Could you copy each line of the listing below that has the word "included"?

● ● ● ● ●

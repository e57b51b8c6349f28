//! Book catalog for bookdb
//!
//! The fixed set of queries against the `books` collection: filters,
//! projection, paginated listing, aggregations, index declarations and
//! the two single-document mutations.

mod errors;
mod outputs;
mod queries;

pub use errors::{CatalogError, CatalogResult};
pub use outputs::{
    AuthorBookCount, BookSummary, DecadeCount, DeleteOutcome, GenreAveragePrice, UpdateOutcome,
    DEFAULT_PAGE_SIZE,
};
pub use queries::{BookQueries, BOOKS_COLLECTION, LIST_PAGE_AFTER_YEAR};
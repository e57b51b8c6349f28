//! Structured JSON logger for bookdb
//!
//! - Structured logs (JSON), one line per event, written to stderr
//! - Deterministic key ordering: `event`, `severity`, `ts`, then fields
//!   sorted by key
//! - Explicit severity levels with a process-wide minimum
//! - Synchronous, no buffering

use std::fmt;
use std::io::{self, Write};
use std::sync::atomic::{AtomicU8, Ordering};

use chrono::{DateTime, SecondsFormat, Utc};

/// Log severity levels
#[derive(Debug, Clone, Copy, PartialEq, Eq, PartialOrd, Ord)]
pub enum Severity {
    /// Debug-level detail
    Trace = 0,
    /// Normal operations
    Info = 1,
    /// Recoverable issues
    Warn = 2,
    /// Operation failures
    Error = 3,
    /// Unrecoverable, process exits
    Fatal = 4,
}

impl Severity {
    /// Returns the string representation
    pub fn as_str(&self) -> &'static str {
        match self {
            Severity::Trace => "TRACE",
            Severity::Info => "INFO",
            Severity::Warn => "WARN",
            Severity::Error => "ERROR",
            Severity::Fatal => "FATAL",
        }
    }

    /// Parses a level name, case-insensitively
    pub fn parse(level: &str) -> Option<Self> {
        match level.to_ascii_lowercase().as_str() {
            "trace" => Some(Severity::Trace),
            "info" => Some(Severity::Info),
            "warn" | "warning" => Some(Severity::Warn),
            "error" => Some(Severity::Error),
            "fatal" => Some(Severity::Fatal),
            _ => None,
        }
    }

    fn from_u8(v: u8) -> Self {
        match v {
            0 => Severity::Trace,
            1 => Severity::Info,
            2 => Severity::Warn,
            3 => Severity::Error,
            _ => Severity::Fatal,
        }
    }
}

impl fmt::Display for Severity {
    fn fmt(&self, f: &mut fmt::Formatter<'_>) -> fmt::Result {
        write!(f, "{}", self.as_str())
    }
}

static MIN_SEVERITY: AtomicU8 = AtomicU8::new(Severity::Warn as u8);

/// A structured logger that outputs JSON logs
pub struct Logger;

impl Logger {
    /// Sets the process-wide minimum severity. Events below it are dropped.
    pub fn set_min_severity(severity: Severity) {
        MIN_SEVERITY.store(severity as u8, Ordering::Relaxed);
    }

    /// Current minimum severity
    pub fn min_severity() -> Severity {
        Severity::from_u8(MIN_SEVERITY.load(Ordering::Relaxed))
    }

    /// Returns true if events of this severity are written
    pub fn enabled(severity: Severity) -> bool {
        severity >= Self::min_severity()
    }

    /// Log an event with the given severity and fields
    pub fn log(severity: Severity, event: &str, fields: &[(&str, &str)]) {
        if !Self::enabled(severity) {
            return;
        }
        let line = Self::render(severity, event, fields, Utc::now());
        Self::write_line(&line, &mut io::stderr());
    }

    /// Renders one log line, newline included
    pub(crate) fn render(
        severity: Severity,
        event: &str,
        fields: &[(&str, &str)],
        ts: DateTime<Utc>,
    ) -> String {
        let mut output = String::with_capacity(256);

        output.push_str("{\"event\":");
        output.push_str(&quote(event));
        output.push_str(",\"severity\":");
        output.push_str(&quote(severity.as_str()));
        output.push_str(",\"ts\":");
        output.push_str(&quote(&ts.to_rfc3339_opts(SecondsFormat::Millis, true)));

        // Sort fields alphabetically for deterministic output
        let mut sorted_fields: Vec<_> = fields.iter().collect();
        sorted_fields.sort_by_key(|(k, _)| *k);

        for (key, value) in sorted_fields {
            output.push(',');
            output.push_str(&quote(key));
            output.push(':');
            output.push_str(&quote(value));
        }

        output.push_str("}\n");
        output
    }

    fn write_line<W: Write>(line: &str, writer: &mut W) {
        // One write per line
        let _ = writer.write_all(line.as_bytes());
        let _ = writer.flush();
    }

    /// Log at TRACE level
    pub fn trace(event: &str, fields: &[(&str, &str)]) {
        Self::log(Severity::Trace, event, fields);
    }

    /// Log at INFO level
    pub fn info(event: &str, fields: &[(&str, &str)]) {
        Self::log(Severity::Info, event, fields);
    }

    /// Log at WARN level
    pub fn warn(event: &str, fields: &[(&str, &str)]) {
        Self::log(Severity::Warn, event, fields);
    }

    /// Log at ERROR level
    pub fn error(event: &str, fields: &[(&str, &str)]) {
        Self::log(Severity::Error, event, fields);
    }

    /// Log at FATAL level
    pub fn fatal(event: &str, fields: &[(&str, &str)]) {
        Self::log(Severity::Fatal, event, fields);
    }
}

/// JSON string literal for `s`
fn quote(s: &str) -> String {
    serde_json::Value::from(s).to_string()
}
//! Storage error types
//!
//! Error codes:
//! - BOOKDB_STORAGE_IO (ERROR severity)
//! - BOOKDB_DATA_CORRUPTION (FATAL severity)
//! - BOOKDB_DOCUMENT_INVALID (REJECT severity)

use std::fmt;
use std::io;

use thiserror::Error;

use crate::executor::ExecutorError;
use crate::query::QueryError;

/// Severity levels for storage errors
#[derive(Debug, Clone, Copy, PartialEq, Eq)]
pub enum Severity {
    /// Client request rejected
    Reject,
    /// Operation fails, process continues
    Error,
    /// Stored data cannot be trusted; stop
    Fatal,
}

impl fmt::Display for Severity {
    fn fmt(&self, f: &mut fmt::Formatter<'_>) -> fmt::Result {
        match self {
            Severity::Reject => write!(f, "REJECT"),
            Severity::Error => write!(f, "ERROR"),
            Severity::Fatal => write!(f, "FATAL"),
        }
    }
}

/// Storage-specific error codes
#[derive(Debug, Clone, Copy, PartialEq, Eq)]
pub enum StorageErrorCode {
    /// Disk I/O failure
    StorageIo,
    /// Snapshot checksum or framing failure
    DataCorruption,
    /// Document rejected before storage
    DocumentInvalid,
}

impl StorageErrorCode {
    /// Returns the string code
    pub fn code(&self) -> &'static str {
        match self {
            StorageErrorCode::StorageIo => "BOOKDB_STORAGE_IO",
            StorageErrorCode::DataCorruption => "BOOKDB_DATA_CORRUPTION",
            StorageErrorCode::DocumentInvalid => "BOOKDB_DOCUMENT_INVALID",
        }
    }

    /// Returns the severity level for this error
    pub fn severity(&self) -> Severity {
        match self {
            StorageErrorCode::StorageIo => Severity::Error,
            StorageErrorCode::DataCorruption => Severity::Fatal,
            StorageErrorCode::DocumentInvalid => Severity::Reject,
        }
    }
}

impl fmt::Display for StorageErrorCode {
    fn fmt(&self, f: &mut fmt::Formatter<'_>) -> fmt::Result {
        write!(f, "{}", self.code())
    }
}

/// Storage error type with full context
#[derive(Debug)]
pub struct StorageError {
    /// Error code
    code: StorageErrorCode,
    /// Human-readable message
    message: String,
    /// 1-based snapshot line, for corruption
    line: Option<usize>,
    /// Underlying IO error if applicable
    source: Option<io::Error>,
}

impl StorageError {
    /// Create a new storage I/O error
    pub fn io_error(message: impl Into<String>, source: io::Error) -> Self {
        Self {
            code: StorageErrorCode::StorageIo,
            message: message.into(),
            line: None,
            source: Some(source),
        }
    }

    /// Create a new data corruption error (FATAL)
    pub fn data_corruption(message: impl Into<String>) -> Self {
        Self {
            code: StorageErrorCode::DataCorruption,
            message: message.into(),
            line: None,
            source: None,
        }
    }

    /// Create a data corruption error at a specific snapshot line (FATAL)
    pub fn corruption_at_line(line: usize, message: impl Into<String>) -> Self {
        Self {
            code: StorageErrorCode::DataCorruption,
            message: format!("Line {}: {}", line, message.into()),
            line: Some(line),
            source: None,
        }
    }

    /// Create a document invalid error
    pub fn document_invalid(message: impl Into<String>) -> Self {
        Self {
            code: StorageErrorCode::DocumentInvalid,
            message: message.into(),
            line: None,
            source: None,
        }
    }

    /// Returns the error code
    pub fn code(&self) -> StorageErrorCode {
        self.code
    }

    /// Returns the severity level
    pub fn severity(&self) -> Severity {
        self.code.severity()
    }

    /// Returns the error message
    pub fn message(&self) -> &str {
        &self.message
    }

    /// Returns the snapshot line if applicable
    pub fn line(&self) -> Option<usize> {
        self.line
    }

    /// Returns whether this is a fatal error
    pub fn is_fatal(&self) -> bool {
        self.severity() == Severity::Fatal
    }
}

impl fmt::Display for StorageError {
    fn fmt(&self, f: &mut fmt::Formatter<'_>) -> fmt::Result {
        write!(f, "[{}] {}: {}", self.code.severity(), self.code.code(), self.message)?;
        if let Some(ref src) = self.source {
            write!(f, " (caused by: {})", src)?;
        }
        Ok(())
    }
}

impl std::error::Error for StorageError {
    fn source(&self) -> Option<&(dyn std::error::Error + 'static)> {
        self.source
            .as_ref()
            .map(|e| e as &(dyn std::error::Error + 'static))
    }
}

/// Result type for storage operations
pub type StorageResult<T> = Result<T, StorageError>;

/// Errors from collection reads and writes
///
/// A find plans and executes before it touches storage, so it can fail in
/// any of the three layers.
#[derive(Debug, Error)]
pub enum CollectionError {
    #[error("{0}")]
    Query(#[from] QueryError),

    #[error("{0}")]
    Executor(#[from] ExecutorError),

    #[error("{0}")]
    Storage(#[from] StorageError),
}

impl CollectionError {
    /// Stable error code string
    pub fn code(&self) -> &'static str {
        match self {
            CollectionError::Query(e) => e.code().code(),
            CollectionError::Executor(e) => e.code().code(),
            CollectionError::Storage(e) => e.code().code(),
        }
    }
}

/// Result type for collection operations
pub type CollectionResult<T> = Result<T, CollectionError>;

● ● ● ● ●

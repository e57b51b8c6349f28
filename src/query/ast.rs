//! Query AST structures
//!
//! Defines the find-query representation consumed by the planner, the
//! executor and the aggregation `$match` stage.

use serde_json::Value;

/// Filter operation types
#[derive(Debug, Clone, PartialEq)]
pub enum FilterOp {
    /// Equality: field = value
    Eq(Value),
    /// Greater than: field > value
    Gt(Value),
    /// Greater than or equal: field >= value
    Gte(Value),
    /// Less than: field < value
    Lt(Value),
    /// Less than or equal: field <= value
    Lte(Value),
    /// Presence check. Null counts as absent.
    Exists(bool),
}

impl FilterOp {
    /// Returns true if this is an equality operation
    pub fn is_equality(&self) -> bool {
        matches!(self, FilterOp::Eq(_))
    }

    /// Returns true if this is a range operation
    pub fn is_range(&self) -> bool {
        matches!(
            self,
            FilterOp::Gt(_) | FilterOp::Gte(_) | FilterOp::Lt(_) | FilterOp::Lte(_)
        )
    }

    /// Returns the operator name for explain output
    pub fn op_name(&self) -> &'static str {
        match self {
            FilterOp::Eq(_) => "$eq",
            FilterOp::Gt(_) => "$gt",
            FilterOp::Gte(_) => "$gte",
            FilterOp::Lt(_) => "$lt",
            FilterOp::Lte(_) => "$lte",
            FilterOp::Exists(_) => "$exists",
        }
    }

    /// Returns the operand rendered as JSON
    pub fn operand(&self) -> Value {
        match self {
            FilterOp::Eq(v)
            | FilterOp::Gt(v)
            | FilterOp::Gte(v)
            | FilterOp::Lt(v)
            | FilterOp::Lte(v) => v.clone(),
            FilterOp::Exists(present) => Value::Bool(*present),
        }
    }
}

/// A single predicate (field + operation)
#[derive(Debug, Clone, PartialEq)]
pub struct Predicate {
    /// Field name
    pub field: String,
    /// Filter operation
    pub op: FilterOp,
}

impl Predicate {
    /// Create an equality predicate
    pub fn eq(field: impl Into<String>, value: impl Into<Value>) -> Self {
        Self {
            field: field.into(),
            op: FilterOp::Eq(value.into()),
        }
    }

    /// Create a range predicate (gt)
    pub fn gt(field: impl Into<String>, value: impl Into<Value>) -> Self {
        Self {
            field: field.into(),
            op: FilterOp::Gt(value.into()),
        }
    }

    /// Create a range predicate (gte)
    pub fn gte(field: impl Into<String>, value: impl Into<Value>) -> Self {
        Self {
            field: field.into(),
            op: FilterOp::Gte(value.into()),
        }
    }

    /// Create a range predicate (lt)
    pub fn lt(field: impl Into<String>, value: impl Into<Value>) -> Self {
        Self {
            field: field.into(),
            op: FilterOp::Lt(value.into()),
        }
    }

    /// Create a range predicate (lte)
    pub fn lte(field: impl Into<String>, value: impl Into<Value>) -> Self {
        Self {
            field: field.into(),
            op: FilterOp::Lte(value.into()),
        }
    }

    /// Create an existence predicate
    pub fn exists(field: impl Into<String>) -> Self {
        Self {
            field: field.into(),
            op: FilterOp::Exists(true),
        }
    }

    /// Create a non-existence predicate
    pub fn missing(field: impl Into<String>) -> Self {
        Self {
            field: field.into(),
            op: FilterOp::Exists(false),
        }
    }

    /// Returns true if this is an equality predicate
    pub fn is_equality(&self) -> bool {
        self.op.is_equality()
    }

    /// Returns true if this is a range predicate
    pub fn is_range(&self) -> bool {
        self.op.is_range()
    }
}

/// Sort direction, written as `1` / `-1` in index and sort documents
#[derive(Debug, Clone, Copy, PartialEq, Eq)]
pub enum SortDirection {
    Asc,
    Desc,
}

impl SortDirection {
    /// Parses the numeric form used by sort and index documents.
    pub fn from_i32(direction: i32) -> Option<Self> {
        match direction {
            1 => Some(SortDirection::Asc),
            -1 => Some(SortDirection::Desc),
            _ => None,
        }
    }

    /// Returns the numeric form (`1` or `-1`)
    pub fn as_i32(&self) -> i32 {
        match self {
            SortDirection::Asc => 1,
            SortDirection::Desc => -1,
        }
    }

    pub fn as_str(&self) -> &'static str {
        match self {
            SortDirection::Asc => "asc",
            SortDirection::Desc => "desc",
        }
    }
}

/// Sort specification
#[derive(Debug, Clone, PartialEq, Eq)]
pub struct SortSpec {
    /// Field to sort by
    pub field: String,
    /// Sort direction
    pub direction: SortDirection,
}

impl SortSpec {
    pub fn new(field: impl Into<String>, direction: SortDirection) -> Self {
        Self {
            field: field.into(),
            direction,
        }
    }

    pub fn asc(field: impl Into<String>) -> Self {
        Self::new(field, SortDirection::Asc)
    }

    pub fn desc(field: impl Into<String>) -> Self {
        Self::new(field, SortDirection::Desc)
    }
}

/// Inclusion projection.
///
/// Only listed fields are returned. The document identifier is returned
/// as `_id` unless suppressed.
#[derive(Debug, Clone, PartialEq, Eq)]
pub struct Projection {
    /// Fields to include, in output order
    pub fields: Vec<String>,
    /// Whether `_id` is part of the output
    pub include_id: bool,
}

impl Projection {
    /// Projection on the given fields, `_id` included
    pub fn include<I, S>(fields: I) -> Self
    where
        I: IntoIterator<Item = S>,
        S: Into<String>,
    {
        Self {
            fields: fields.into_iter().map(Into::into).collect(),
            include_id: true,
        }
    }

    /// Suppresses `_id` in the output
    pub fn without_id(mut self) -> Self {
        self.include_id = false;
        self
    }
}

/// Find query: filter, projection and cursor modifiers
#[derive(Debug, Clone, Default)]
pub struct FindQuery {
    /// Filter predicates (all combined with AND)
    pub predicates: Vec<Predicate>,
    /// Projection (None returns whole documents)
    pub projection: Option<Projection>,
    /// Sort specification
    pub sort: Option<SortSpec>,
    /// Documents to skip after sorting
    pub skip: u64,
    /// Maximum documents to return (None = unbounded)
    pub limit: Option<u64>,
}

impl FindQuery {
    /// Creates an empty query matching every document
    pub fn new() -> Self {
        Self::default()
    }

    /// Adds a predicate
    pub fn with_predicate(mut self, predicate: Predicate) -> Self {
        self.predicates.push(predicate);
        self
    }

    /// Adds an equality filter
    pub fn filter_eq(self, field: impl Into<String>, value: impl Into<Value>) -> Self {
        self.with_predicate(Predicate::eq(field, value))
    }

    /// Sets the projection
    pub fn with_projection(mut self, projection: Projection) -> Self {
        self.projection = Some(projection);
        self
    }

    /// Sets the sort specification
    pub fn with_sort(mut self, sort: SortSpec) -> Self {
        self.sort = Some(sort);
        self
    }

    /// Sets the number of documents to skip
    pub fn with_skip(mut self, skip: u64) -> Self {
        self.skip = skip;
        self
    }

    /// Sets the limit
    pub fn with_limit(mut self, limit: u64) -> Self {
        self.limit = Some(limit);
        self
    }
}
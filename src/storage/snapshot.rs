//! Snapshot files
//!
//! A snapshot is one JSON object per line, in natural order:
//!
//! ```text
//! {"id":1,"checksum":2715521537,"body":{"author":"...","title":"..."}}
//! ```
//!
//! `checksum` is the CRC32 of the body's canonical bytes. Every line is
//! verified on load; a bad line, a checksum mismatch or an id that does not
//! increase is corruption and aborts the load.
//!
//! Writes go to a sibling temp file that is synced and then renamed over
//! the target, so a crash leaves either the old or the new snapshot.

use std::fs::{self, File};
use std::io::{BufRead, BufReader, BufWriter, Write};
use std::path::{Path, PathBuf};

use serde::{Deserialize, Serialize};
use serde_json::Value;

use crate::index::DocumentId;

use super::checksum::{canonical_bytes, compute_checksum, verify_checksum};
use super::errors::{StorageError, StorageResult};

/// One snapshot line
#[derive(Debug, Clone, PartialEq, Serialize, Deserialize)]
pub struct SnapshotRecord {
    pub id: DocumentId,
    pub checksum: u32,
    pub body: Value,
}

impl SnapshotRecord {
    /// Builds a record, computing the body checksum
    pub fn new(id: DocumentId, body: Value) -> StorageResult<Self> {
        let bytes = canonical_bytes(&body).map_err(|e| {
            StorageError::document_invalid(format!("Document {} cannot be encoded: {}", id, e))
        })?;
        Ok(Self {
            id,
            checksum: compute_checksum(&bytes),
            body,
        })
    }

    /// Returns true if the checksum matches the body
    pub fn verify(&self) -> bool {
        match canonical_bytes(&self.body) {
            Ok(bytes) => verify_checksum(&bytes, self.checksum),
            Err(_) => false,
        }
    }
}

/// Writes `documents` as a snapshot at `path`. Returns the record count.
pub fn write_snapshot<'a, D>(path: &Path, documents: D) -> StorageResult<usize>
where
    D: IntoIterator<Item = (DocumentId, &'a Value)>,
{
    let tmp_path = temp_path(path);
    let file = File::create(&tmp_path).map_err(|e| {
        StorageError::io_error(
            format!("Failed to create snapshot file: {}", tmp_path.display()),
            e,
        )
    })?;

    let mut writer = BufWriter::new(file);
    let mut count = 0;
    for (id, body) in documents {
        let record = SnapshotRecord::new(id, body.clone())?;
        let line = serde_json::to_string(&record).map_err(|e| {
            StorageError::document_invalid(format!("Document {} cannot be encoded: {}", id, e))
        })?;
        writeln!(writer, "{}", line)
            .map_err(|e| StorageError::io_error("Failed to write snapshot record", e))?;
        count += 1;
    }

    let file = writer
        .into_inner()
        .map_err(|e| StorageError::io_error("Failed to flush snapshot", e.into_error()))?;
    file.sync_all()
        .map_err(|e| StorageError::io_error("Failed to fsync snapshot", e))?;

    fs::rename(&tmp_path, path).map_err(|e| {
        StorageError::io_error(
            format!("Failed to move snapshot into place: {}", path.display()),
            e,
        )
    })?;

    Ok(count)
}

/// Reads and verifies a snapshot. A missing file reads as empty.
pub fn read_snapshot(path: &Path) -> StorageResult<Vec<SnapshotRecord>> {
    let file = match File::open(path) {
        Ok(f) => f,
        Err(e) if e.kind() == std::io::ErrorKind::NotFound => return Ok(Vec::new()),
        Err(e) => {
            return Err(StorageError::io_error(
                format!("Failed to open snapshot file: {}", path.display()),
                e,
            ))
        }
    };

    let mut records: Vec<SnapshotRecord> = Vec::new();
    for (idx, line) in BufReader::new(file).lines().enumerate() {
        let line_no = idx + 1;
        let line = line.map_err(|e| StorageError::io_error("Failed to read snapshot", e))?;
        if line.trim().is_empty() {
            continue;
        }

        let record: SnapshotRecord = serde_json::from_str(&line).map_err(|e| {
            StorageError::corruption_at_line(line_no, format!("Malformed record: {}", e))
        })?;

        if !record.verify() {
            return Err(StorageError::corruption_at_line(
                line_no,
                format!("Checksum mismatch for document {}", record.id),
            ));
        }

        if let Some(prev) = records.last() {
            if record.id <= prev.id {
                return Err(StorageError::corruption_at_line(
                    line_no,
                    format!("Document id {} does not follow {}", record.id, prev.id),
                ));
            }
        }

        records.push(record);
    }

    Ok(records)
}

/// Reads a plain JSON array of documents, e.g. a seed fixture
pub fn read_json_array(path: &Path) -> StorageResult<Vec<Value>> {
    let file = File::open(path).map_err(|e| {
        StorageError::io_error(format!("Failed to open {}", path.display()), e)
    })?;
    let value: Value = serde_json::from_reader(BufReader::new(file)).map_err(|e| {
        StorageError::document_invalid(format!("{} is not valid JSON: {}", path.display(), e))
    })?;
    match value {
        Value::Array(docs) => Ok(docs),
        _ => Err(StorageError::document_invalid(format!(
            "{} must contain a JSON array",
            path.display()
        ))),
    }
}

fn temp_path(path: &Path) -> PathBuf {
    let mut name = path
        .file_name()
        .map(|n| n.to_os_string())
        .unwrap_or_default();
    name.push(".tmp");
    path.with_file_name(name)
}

● ● ● ● ●

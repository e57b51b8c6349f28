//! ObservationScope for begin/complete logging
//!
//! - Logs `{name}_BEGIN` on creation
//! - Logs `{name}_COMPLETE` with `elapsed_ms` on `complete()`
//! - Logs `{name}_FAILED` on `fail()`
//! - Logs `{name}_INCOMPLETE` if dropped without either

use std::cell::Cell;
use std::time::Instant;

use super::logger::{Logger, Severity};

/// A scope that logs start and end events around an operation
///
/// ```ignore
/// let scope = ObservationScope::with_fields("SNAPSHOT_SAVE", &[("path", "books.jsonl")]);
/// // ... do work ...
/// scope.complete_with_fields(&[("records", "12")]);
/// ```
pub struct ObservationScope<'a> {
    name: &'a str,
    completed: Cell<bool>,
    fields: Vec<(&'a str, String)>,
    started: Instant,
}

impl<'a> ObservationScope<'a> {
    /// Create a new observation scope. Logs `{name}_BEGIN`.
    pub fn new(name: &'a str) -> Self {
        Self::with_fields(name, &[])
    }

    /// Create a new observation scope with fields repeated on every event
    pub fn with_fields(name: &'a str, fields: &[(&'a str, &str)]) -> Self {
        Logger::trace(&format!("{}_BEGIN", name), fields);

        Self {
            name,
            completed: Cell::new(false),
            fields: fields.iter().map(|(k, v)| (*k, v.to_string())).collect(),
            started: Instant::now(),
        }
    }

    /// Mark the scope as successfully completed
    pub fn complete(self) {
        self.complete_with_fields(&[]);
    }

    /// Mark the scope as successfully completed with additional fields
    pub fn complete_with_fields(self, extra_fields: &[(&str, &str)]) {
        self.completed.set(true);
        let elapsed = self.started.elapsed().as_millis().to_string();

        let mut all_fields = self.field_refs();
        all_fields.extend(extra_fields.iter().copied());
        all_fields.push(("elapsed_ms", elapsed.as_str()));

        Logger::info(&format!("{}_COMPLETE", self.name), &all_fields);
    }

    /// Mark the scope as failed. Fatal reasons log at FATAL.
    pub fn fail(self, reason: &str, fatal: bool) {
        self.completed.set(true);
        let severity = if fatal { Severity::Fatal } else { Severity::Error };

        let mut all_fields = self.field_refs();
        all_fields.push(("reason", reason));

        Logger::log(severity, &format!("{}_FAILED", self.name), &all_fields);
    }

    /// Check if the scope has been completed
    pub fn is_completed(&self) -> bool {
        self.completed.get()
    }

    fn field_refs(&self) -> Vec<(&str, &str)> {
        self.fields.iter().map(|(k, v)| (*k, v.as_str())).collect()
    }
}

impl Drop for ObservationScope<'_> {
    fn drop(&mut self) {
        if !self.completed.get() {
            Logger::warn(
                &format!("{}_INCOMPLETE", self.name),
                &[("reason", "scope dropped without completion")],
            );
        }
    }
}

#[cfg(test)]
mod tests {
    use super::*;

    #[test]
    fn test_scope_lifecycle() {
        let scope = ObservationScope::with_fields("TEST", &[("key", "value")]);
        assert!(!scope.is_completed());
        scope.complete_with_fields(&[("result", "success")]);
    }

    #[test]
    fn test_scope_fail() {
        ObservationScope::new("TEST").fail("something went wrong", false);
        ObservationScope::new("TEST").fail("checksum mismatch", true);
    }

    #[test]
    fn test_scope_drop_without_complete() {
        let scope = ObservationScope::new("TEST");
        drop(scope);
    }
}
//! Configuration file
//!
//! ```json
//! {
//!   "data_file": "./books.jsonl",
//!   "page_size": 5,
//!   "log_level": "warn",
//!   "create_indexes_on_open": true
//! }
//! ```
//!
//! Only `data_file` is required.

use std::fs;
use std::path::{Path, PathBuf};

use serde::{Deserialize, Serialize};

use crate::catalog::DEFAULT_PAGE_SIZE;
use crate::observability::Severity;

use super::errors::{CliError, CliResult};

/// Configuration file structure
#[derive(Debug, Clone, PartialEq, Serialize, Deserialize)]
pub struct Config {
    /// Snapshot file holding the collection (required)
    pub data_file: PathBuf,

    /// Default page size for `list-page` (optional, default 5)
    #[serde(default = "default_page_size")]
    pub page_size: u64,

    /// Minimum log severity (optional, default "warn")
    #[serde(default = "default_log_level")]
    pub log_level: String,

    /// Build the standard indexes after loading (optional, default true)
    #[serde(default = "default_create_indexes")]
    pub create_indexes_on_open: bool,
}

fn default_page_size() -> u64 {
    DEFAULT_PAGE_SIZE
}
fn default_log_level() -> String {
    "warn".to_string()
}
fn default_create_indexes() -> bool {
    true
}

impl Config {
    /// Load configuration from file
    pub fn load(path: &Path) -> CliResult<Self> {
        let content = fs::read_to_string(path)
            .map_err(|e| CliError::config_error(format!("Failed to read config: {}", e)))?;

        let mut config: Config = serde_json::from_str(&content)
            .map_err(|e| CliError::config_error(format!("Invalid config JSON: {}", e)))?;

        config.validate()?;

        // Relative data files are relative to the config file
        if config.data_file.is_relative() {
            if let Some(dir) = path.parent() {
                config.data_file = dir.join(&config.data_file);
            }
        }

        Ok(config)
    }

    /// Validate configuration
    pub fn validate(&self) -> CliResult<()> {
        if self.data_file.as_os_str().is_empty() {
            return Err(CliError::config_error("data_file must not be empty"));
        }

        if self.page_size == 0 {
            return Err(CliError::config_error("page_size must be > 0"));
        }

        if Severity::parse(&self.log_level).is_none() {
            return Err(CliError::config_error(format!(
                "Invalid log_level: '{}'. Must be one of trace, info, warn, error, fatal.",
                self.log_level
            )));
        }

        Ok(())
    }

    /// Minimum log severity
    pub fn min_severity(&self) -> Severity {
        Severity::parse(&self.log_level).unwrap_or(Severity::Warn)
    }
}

● ● ● ● ●

_Solution below_
    /// Renders one log line, newline included
    /// Projection on the given fields, `_id` included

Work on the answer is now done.